**Task instructions:** Pick every line out of the entries below that holds the string "into", and report them.

**Stored items:**
────────

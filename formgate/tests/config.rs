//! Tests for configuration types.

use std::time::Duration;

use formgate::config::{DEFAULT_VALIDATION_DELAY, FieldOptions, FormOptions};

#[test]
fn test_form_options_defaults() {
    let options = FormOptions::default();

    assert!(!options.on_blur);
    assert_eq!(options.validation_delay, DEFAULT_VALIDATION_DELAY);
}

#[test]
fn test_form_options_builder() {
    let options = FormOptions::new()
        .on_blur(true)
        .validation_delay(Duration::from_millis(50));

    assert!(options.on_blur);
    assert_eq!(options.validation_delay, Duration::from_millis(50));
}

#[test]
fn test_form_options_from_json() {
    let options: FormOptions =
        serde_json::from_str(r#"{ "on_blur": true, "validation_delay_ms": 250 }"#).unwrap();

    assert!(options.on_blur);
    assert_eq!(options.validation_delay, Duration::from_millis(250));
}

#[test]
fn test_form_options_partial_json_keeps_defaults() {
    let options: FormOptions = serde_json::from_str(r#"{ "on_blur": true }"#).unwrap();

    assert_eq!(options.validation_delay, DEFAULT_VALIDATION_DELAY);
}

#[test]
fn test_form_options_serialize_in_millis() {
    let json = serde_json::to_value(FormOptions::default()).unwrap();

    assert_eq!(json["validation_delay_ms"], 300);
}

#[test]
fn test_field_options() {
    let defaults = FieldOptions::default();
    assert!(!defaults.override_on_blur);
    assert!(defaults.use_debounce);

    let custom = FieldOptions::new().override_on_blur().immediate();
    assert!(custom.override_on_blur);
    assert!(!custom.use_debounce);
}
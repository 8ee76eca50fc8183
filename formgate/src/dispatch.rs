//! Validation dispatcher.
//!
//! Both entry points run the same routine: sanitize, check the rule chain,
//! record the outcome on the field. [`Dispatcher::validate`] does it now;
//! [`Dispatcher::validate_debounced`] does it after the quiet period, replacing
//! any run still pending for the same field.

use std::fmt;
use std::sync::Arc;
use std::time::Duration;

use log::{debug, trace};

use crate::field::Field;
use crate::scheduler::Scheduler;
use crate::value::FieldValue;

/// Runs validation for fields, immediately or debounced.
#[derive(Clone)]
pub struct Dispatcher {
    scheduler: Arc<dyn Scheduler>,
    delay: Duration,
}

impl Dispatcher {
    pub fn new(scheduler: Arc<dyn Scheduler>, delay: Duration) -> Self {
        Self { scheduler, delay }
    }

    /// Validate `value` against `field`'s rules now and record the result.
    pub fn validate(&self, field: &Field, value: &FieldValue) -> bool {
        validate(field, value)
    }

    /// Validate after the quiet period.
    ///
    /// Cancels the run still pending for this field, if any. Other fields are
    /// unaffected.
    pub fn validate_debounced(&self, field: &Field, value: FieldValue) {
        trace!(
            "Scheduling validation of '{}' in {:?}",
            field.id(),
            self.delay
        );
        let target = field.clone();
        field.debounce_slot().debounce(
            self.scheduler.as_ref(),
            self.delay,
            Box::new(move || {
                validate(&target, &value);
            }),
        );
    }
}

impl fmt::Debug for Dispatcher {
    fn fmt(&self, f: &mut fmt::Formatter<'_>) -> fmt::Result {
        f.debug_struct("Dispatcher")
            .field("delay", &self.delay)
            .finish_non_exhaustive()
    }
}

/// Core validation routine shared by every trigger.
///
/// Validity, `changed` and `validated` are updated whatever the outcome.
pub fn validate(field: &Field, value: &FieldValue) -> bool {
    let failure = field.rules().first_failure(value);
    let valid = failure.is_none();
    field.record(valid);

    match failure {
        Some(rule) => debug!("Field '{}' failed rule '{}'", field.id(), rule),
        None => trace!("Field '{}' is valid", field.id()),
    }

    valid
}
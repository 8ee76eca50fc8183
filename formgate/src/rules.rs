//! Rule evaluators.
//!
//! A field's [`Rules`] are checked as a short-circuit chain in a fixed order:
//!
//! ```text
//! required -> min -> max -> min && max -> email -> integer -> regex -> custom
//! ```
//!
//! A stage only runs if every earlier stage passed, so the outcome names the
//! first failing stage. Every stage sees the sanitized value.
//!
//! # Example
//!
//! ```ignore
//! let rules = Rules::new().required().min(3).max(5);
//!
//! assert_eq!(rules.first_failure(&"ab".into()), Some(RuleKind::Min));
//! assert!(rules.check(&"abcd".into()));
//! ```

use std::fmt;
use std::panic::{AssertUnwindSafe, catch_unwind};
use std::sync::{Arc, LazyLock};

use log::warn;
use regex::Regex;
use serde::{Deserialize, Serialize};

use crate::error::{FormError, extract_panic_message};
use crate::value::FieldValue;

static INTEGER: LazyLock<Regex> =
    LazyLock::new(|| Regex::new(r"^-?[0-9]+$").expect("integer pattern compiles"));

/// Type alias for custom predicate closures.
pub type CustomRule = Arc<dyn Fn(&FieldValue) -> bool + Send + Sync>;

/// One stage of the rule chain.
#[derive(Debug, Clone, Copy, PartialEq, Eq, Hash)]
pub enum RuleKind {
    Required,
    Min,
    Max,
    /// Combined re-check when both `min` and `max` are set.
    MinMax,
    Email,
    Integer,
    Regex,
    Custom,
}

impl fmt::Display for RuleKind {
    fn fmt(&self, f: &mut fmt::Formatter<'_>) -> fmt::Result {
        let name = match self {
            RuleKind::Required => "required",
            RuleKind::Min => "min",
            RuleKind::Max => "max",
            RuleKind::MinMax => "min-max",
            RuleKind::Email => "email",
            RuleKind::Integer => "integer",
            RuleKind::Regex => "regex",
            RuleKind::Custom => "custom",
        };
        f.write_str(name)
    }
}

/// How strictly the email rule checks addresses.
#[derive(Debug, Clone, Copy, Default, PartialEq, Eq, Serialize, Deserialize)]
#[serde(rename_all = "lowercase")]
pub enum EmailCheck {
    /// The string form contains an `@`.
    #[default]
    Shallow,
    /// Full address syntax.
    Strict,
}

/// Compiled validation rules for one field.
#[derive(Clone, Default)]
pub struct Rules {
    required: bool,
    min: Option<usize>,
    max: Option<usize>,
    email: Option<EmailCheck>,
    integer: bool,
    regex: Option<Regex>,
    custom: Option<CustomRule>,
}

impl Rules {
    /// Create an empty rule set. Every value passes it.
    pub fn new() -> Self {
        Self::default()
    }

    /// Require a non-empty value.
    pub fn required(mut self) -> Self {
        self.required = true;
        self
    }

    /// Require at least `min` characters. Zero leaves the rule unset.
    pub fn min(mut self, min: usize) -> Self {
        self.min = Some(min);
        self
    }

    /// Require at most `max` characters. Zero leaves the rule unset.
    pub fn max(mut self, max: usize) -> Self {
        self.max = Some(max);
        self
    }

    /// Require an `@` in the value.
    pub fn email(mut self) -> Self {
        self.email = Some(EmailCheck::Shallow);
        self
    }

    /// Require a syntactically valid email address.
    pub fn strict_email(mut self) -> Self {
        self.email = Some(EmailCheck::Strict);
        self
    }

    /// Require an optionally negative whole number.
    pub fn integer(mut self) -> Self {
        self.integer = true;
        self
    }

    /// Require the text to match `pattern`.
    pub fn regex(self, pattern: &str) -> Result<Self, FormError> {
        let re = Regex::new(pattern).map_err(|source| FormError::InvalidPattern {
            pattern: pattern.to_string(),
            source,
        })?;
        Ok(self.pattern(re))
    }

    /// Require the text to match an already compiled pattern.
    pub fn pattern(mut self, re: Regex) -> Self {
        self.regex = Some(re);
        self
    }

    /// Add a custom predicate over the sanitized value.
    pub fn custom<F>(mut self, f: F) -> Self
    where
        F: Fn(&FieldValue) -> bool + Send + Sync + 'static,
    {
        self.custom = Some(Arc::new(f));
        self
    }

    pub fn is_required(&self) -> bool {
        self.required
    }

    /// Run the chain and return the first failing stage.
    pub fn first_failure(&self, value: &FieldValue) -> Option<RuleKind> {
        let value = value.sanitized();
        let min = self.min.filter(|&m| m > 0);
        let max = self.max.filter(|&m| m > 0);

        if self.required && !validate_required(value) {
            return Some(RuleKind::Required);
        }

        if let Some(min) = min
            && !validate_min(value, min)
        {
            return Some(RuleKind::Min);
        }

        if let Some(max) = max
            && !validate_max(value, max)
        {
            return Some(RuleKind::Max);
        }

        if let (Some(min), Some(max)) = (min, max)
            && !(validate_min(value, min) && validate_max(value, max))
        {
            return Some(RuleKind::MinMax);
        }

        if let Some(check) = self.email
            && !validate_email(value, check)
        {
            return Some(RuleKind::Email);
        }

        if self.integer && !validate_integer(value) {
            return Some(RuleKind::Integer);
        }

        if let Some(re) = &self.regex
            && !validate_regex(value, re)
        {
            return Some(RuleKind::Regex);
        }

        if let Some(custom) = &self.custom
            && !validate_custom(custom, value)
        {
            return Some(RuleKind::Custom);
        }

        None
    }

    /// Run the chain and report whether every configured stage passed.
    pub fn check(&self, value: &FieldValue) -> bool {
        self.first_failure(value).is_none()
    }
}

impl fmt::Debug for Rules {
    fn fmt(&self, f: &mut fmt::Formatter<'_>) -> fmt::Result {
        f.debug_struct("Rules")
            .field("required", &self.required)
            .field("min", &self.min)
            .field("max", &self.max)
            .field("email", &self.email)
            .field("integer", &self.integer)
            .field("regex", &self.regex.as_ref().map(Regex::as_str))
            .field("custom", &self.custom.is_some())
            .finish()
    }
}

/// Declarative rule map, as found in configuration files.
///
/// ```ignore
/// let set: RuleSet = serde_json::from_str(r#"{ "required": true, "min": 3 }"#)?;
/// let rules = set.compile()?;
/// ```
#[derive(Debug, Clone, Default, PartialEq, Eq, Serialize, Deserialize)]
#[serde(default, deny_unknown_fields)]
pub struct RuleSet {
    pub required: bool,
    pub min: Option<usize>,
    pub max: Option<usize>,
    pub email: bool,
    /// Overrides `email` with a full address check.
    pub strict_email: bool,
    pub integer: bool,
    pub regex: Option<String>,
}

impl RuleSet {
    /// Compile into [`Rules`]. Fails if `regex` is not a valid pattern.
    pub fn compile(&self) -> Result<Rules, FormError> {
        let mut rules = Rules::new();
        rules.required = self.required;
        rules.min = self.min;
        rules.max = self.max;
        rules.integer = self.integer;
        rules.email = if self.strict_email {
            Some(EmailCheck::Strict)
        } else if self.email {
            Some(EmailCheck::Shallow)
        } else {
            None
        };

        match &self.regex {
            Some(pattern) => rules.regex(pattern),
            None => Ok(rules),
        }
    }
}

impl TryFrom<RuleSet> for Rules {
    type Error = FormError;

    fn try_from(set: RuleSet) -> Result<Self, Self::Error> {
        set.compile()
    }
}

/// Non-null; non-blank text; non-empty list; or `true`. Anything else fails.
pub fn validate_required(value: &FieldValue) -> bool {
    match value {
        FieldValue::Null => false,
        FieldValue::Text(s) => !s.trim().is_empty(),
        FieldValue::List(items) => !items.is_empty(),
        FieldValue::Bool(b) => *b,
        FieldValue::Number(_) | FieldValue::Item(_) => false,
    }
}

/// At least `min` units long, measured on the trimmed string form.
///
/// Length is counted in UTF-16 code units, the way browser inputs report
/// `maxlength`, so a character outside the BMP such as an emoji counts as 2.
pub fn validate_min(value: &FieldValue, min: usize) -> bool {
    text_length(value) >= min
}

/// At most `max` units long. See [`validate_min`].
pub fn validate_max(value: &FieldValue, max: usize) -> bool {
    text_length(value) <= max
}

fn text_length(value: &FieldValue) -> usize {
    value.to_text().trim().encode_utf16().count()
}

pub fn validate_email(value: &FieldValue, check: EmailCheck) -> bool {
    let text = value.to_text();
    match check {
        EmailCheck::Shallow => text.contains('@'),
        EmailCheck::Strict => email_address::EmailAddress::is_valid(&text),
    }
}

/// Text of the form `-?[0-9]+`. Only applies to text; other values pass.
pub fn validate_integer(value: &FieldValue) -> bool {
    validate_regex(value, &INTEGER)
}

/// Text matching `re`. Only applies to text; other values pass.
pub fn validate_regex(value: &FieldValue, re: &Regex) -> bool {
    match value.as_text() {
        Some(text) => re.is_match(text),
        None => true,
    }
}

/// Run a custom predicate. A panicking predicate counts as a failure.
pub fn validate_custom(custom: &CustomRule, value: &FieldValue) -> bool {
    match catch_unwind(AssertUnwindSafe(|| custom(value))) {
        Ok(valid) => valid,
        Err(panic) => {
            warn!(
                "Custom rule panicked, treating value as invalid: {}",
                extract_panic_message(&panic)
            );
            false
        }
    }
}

────────

**Answer to the exercise:**
//! assert_eq!(rules.first_failure(&"ab".into()), Some(RuleKind::Min));
//! assert!(rules.check(&"abcd".into()));
    /// Compile into [`Rules`]. Fails if `regex` is not a valid pattern.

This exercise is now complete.